California Bullet Train Costs Soar To $77.3 Billion, Will Take 5 Years Longer To Complete 269

The California High-Speed Rail Authority announced today that the cost of connecting Los Angeles to San Francisco would total $77.3 billion, an increase of $13 billion from estimates two years ago, and could potentially rise as high as $98.1 billion. They also said the earliest trains could operate on a partial system between San Jose and the farming town of Wasco would be 2029, five years later than the previous projection. Los Angeles Times reports: The disclosures are contained in a 114-page business plan that was issued in draft form by the rail authority and will be finalized this summer in a submission to the Legislature.

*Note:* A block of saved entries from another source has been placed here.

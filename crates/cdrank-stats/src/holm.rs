// SPDX-License-Identifier: MIT OR Apache-2.0

#![forbid(unsafe_code)]

use cdrank_core::RankError;

/// Holm decision for one hypothesis, in the caller's original order.
#[cfg_attr(feature = "serde", derive(serde::Serialize, serde::Deserialize))]
#[derive(Clone, Debug, PartialEq)]
pub struct HolmDecision {
    pub p_value: f64,
    /// The step-down threshold `alpha / (m - i)` for this hypothesis's
    /// position `i` in the ascending p-value order.
    pub threshold: f64,
    pub reject: bool,
    /// Holm-adjusted p-value; `reject` is equivalent to
    /// `adjusted_p < alpha`.
    pub adjusted_p: f64,
}

/// Outcome of Holm's step-down procedure over one hypothesis family.
#[cfg_attr(feature = "serde", derive(serde::Serialize, serde::Deserialize))]
#[derive(Clone, Debug, PartialEq)]
pub struct HolmOutcome {
    /// Decisions indexed like the input p-values.
    pub decisions: Vec<HolmDecision>,
    /// Threshold of the first hypothesis, in ascending p-value order, that
    /// failed to reject. `None` when every hypothesis was rejected.
    pub first_failed_threshold: Option<f64>,
}

impl HolmOutcome {
    pub fn rejected_count(&self) -> usize {
        self.decisions.iter().filter(|d| d.reject).count()
    }
}

/// Holm's sequential step-down correction.
///
/// The i-th smallest p-value (0-indexed) is compared against
/// `alpha / (m - i)`, where `m` is the family size: the divisor is the
/// number of remaining hypotheses, not the post-sort position. Rejection
/// stops at the first failure, so the rejected set is always a prefix of
/// the ascending order.
pub fn holm_step_down(p_values: &[f64], alpha: f64) -> Result<HolmOutcome, RankError> {
    crate::validate_alpha(alpha)?;
    let m = p_values.len();
    if m == 0 {
        return Err(RankError::insufficient_data(
            "Holm's procedure needs at least one comparison",
        ));
    }
    for (i, p) in p_values.iter().enumerate() {
        if !(p.is_finite() && (0.0..=1.0).contains(p)) {
            return Err(RankError::invalid_input(format!(
                "p-value at index {i} is not in [0, 1]: {p}"
            )));
        }
    }

    let mut order: Vec<usize> = (0..m).collect();
    order.sort_by(|&a, &b| p_values[a].total_cmp(&p_values[b]));

    let mut decisions = vec![
        HolmDecision {
            p_value: 0.0,
            threshold: 0.0,
            reject: false,
            adjusted_p: 0.0,
        };
        m
    ];
    let mut first_failed_threshold = None;
    let mut rejecting = true;
    let mut running_adjusted: f64 = 0.0;

    for (i, &idx) in order.iter().enumerate() {
        let p = p_values[idx];
        let threshold = alpha / (m - i) as f64;
        running_adjusted = running_adjusted.max(((m - i) as f64 * p).min(1.0));

        if rejecting && p >= threshold {
            rejecting = false;
            first_failed_threshold = Some(threshold);
        }

        decisions[idx] = HolmDecision {
            p_value: p,
            threshold,
            reject: rejecting,
            adjusted_p: running_adjusted,
        };
    }

    Ok(HolmOutcome {
        decisions,
        first_failed_threshold,
    })
}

The rail authority has wrestled with a more than $40-billion funding gap, which would increase sharply under the new cost estimates. The biggest immediate driver of the cost increase has been in the Central Valley, where the rail authority is building 119 miles of track between Wasco and Merced. The authority disclosed in early February that the cost of that work would jump to $10.6 billion from an original estimate of about $6 billion. Roy Hill, one of the senior consultants advising the state, told the rail authority board, "The worst-case scenario has happened." In its 2014 business plan, the rail authority optimistically projected that it could begin carrying passengers in just seven years. But the warning signs of uncontrolled cost growth had already started mounting then, even though until this year the rail authority has vehemently denied that it was facing a problem. The project began having trouble buying property for the route almost immediately after it issued its first construction contract in 2013.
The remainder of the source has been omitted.